━━━━━ INFORMATION SHOWN

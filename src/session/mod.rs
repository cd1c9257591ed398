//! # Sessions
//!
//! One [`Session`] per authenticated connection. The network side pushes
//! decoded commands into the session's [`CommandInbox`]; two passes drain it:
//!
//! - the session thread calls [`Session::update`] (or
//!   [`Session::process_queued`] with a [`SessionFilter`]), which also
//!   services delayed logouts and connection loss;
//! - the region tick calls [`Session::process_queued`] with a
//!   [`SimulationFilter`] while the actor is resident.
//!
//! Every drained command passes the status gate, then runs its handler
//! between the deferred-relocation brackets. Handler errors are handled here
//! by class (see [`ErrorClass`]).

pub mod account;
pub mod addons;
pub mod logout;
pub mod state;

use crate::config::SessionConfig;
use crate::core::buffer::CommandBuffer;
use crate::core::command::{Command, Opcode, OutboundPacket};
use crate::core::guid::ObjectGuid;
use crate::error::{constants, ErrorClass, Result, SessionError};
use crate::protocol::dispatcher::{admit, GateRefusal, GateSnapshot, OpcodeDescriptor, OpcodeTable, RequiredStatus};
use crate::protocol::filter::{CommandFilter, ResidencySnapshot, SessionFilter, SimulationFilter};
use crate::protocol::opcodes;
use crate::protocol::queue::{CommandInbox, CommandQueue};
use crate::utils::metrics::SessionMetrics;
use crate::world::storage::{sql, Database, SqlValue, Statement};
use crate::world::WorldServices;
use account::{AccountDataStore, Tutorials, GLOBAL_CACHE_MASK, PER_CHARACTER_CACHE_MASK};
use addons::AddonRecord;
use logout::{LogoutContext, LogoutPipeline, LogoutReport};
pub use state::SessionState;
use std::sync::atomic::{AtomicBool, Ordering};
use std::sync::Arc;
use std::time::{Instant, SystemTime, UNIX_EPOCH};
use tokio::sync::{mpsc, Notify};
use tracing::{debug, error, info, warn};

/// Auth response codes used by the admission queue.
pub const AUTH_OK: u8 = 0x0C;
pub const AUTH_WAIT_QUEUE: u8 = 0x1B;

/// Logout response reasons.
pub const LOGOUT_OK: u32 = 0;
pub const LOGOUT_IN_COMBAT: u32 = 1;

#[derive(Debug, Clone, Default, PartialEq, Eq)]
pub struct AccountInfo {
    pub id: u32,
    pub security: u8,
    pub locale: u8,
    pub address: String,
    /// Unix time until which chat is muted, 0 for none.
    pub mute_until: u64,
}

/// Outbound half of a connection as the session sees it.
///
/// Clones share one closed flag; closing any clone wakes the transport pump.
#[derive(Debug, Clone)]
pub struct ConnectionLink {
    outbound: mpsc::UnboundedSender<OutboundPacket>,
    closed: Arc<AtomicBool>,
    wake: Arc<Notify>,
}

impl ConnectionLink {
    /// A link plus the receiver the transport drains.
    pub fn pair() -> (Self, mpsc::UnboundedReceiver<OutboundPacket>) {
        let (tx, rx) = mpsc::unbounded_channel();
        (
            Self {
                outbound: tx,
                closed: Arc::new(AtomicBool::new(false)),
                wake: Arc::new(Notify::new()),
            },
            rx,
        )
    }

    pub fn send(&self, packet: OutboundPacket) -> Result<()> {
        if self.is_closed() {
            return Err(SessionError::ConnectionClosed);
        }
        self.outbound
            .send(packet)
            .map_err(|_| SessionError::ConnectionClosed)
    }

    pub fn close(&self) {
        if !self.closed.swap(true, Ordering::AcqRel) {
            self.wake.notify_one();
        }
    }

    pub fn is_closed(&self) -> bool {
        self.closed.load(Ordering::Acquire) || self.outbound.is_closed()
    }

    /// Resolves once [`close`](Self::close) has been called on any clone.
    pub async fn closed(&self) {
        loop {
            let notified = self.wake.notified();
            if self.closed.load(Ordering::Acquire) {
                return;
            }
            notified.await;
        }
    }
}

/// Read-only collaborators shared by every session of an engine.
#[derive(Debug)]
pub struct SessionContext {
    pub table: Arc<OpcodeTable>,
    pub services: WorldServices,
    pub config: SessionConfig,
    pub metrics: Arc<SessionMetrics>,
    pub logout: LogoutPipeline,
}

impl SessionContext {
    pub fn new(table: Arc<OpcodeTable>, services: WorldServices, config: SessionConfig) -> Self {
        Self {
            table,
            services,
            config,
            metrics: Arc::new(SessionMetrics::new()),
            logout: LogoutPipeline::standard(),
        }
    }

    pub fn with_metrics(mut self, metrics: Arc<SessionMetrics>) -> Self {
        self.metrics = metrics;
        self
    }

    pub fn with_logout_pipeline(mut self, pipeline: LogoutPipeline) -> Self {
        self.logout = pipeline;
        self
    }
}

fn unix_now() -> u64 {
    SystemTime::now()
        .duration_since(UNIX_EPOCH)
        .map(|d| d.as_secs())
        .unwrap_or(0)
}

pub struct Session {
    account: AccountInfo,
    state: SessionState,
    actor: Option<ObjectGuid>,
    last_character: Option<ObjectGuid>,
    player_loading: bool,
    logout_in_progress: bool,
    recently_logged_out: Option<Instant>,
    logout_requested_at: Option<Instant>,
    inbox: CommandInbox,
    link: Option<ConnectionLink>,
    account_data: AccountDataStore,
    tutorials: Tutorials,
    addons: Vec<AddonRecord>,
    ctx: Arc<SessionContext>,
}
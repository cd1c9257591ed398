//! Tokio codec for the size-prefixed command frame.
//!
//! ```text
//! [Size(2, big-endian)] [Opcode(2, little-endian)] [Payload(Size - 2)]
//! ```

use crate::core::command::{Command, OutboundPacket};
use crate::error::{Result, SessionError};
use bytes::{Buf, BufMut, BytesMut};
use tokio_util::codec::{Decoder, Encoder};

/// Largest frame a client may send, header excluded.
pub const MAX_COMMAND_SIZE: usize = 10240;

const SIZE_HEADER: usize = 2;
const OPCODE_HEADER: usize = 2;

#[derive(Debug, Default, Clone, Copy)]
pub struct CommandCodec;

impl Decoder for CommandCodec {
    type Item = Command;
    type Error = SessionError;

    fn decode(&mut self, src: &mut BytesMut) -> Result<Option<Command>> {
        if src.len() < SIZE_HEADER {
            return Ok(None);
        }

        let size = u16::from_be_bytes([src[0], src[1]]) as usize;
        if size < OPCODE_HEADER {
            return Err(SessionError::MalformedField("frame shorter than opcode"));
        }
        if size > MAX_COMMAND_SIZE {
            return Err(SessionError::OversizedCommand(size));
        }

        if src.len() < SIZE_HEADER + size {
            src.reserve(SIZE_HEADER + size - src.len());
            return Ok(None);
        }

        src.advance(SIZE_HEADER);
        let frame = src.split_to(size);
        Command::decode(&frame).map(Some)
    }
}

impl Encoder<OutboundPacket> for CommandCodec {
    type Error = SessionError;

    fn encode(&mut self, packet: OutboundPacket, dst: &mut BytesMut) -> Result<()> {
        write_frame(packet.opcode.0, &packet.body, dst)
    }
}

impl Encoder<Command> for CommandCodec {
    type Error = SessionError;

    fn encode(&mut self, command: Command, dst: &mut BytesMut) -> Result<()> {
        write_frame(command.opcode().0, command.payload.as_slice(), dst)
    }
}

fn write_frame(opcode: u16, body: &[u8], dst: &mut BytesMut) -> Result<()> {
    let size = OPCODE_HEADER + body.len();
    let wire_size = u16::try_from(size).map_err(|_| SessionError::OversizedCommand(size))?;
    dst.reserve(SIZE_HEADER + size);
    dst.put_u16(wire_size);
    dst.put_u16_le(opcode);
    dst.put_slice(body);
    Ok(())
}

━━━━━━━━━━

→ WORK REQUEST
The full set of entries must be restated exactly, with none omitted.

→ RESPONSE TO THE TASK
filename src/session/mod.rs
repository cd1c9257591ed398
//! # Sessions
//!
//! One [`Session`] per authenticated connection. The network side pushes
//! decoded commands into the session's [`CommandInbox`]; two passes drain it:
//!
//! - the session thread calls [`Session::update`] (or
//!   [`Session::process_queued`] with a [`SessionFilter`]), which also
//!   services delayed logouts and connection loss;
//! - the region tick calls [`Session::process_queued`] with a
//!   [`SimulationFilter`] while the actor is resident.
//!
//! Every drained command passes the status gate, then runs its handler
//! between the deferred-relocation brackets. Handler errors are handled here
//! by class (see [`ErrorClass`]).

pub mod account;
pub mod addons;
pub mod logout;
pub mod state;

use crate::config::SessionConfig;
use crate::core::buffer::CommandBuffer;
use crate::core::command::{Command, Opcode, OutboundPacket};
use crate::core::guid::ObjectGuid;
use crate::error::{constants, ErrorClass, Result, SessionError};
use crate::protocol::dispatcher::{admit, GateRefusal, GateSnapshot, OpcodeDescriptor, OpcodeTable, RequiredStatus};
use crate::protocol::filter::{CommandFilter, ResidencySnapshot, SessionFilter, SimulationFilter};
use crate::protocol::opcodes;
use crate::protocol::queue::{CommandInbox, CommandQueue};
use crate::utils::metrics::SessionMetrics;
use crate::world::storage::{sql, Database, SqlValue, Statement};
use crate::world::WorldServices;
use account::{AccountDataStore, Tutorials, GLOBAL_CACHE_MASK, PER_CHARACTER_CACHE_MASK};
use addons::AddonRecord;
use logout::{LogoutContext, LogoutPipeline, LogoutReport};
pub use state::SessionState;
use std::sync::atomic::{AtomicBool, Ordering};
use std::sync::Arc;
use std::time::{Instant, SystemTime, UNIX_EPOCH};
use tokio::sync::{mpsc, Notify};
use tracing::{debug, error, info, warn};

/// Auth response codes used by the admission queue.
pub const AUTH_OK: u8 = 0x0C;
pub const AUTH_WAIT_QUEUE: u8 = 0x1B;

/// Logout response reasons.
pub const LOGOUT_OK: u32 = 0;
pub const LOGOUT_IN_COMBAT: u32 = 1;

#[derive(Debug, Clone, Default, PartialEq, Eq)]
pub struct AccountInfo {
    pub id: u32,
    pub security: u8,
    pub locale: u8,
    pub address: String,
    /// Unix time until which chat is muted, 0 for none.
    pub mute_until: u64,
}

/// Outbound half of a connection as the session sees it.
///
/// Clones share one closed flag; closing any clone wakes the transport pump.
#[derive(Debug, Clone)]
pub struct ConnectionLink {
    outbound: mpsc::UnboundedSender<OutboundPacket>,
    closed: Arc<AtomicBool>,
    wake: Arc<Notify>,
}

impl ConnectionLink {
    /// A link plus the receiver the transport drains.
    pub fn pair() -> (Self, mpsc::UnboundedReceiver<OutboundPacket>) {
        let (tx, rx) = mpsc::unbounded_channel();
        (
            Self {
                outbound: tx,
                closed: Arc::new(AtomicBool::new(false)),
                wake: Arc::new(Notify::new()),
            },
            rx,
        )
    }

    pub fn send(&self, packet: OutboundPacket) -> Result<()> {
        if self.is_closed() {
            return Err(SessionError::ConnectionClosed);
        }
        self.outbound
            .send(packet)
            .map_err(|_| SessionError::ConnectionClosed)
    }

    pub fn close(&self) {
        if !self.closed.swap(true, Ordering::AcqRel) {
            self.wake.notify_one();
        }
    }

    pub fn is_closed(&self) -> bool {
        self.closed.load(Ordering::Acquire) || self.outbound.is_closed()
    }

    /// Resolves once [`close`](Self::close) has been called on any clone.
    pub async fn closed(&self) {
        loop {
            let notified = self.wake.notified();
            if self.closed.load(Ordering::Acquire) {
                return;
            }
            notified.await;
        }
    }
}

/// Read-only collaborators shared by every session of an engine.
#[derive(Debug)]
pub struct SessionContext {
    pub table: Arc<OpcodeTable>,
    pub services: WorldServices,
    pub config: SessionConfig,
    pub metrics: Arc<SessionMetrics>,
    pub logout: LogoutPipeline,
}

impl SessionContext {
    pub fn new(table: Arc<OpcodeTable>, services: WorldServices, config: SessionConfig) -> Self {
        Self {
            table,
            services,
            config,
            metrics: Arc::new(SessionMetrics::new()),
            logout: LogoutPipeline::standard(),
        }
    }

    pub fn with_metrics(mut self, metrics: Arc<SessionMetrics>) -> Self {
        self.metrics = metrics;
        self
    }

    pub fn with_logout_pipeline(mut self, pipeline: LogoutPipeline) -> Self {
        self.logout = pipeline;
        self
    }
}

fn unix_now() -> u64 {
    SystemTime::now()
        .duration_since(UNIX_EPOCH)
        .map(|d| d.as_secs())
        .unwrap_or(0)
}

pub struct Session {
    account: AccountInfo,
    state: SessionState,
    actor: Option<ObjectGuid>,
    last_character: Option<ObjectGuid>,
    player_loading: bool,
    logout_in_progress: bool,
    recently_logged_out: Option<Instant>,
    logout_requested_at: Option<Instant>,
    inbox: CommandInbox,
    link: Option<ConnectionLink>,
    account_data: AccountDataStore,
    tutorials: Tutorials,
    addons: Vec<AddonRecord>,
    ctx: Arc<SessionContext>,
}
repository cd1c9257591ed398
//! Tokio codec for the size-prefixed command frame.
//!
//! ```text
//! [Size(2, big-endian)] [Opcode(2, little-endian)] [Payload(Size - 2)]
//! ```

use crate::core::command::{Command, OutboundPacket};
use crate::error::{Result, SessionError};
use bytes::{Buf, BufMut, BytesMut};
use tokio_util::codec::{Decoder, Encoder};

/// Largest frame a client may send, header excluded.
pub const MAX_COMMAND_SIZE: usize = 10240;

const SIZE_HEADER: usize = 2;
const OPCODE_HEADER: usize = 2;

#[derive(Debug, Default, Clone, Copy)]
pub struct CommandCodec;

impl Decoder for CommandCodec {
    type Item = Command;
    type Error = SessionError;

    fn decode(&mut self, src: &mut BytesMut) -> Result<Option<Command>> {
        if src.len() < SIZE_HEADER {
            return Ok(None);
        }

        let size = u16::from_be_bytes([src[0], src[1]]) as usize;
        if size < OPCODE_HEADER {
            return Err(SessionError::MalformedField("frame shorter than opcode"));
        }
        if size > MAX_COMMAND_SIZE {
            return Err(SessionError::OversizedCommand(size));
        }

        if src.len() < SIZE_HEADER + size {
            src.reserve(SIZE_HEADER + size - src.len());
            return Ok(None);
        }

        src.advance(SIZE_HEADER);
        let frame = src.split_to(size);
        Command::decode(&frame).map(Some)
    }
}

impl Encoder<OutboundPacket> for CommandCodec {
    type Error = SessionError;

    fn encode(&mut self, packet: OutboundPacket, dst: &mut BytesMut) -> Result<()> {
        write_frame(packet.opcode.0, &packet.body, dst)
    }
}

impl Encoder<Command> for CommandCodec {
    type Error = SessionError;

    fn encode(&mut self, command: Command, dst: &mut BytesMut) -> Result<()> {
        write_frame(command.opcode().0, command.payload.as_slice(), dst)
    }
}

fn write_frame(opcode: u16, body: &[u8], dst: &mut BytesMut) -> Result<()> {
    let size = OPCODE_HEADER + body.len();
    let wire_size = u16::try_from(size).map_err(|_| SessionError::OversizedCommand(size))?;
    dst.reserve(SIZE_HEADER + size);
    dst.put_u16(wire_size);
    dst.put_u16_le(opcode);
    dst.put_slice(body);
    Ok(())
}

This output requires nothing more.